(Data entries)
§ §

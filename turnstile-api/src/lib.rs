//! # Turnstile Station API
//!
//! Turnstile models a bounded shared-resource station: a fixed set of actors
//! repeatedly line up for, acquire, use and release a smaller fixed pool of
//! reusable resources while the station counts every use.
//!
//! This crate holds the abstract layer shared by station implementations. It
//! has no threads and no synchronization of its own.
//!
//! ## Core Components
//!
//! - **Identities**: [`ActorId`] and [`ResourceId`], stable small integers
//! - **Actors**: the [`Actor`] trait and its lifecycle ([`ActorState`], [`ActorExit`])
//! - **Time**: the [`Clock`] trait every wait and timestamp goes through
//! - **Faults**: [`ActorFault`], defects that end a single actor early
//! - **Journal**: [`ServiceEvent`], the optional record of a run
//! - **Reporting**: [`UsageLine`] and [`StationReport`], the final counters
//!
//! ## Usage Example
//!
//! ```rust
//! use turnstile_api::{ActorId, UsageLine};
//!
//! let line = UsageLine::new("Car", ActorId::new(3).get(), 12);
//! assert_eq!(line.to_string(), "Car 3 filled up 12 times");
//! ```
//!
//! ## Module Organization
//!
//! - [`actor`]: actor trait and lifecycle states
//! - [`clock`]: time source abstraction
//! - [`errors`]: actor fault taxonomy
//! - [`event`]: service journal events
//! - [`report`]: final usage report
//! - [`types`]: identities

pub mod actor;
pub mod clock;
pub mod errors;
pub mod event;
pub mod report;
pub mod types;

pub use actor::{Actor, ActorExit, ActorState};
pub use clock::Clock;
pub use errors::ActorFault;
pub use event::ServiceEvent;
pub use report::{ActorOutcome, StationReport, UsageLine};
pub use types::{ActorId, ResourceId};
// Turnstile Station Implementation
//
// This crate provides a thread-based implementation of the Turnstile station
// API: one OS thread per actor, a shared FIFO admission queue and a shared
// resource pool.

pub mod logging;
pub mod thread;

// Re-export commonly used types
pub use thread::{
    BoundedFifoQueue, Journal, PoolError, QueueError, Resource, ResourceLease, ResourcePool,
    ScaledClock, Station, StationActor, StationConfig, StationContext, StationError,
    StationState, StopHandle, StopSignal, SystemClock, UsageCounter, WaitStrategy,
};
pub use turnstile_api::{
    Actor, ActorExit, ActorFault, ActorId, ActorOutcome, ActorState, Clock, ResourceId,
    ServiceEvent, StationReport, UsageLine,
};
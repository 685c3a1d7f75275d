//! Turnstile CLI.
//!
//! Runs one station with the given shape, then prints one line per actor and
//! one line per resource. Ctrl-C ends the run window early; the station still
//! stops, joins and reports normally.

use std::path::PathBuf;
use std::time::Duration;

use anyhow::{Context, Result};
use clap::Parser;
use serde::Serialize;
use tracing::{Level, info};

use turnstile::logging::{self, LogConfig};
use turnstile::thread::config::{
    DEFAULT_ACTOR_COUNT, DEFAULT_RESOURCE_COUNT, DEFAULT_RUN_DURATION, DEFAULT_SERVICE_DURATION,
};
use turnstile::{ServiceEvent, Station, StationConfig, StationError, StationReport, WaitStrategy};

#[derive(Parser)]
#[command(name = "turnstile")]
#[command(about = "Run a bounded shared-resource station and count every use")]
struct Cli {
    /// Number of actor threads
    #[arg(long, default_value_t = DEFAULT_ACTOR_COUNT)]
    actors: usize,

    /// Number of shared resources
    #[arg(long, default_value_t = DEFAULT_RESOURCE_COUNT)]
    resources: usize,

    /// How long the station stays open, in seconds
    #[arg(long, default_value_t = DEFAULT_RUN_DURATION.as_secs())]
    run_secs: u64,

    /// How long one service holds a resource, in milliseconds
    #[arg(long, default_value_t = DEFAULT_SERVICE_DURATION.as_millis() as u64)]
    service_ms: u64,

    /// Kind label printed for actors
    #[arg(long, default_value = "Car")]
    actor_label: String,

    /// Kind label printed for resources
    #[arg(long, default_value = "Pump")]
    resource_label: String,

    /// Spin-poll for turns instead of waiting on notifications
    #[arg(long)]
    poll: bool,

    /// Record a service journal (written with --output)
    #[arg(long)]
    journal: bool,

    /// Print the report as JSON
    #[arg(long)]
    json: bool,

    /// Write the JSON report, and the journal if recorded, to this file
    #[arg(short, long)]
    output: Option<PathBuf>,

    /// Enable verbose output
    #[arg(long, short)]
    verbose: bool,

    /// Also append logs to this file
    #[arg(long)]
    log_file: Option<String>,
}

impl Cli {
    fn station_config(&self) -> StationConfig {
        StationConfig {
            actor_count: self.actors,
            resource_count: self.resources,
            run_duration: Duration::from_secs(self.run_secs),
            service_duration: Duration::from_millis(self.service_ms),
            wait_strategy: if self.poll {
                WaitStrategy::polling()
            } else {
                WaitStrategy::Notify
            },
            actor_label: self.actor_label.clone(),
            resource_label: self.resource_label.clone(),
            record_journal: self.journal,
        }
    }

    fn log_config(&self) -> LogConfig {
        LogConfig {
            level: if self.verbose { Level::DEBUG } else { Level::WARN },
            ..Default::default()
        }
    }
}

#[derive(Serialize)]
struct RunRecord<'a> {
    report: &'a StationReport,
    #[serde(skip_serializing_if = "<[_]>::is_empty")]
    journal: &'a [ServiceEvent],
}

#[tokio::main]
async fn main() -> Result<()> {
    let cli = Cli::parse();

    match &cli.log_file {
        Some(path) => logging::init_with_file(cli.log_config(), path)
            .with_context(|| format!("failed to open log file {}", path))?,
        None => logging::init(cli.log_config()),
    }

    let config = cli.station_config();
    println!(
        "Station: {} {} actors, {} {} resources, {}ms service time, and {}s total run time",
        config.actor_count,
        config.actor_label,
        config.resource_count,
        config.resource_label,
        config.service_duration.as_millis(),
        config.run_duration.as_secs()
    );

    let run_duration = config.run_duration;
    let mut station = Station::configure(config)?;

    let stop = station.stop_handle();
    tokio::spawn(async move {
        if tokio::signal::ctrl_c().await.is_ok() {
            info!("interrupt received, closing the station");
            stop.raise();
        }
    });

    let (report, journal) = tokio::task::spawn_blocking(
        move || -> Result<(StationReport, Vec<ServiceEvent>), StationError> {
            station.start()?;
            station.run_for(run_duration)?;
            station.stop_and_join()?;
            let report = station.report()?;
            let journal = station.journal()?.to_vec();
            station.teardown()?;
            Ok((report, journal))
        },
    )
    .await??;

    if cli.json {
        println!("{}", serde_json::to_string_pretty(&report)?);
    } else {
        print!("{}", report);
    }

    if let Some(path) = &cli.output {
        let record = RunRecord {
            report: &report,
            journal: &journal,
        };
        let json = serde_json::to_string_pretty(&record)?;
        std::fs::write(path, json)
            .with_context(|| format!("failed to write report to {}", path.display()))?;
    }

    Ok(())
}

§ §

◆ Problem ◆
Which lines run from the one holding "Ok((report, journal))" through the one holding "if let Some(path)" in the records above? Repeat them exactly, both included, and nothing more.

◆ Written solution ◆
            Ok((report, journal))
        },
    )
    .await??;

    if cli.json {
        println!("{}", serde_json::to_string_pretty(&report)?);
    } else {
        print!("{}", report);
    }

    if let Some(path) = &cli.output {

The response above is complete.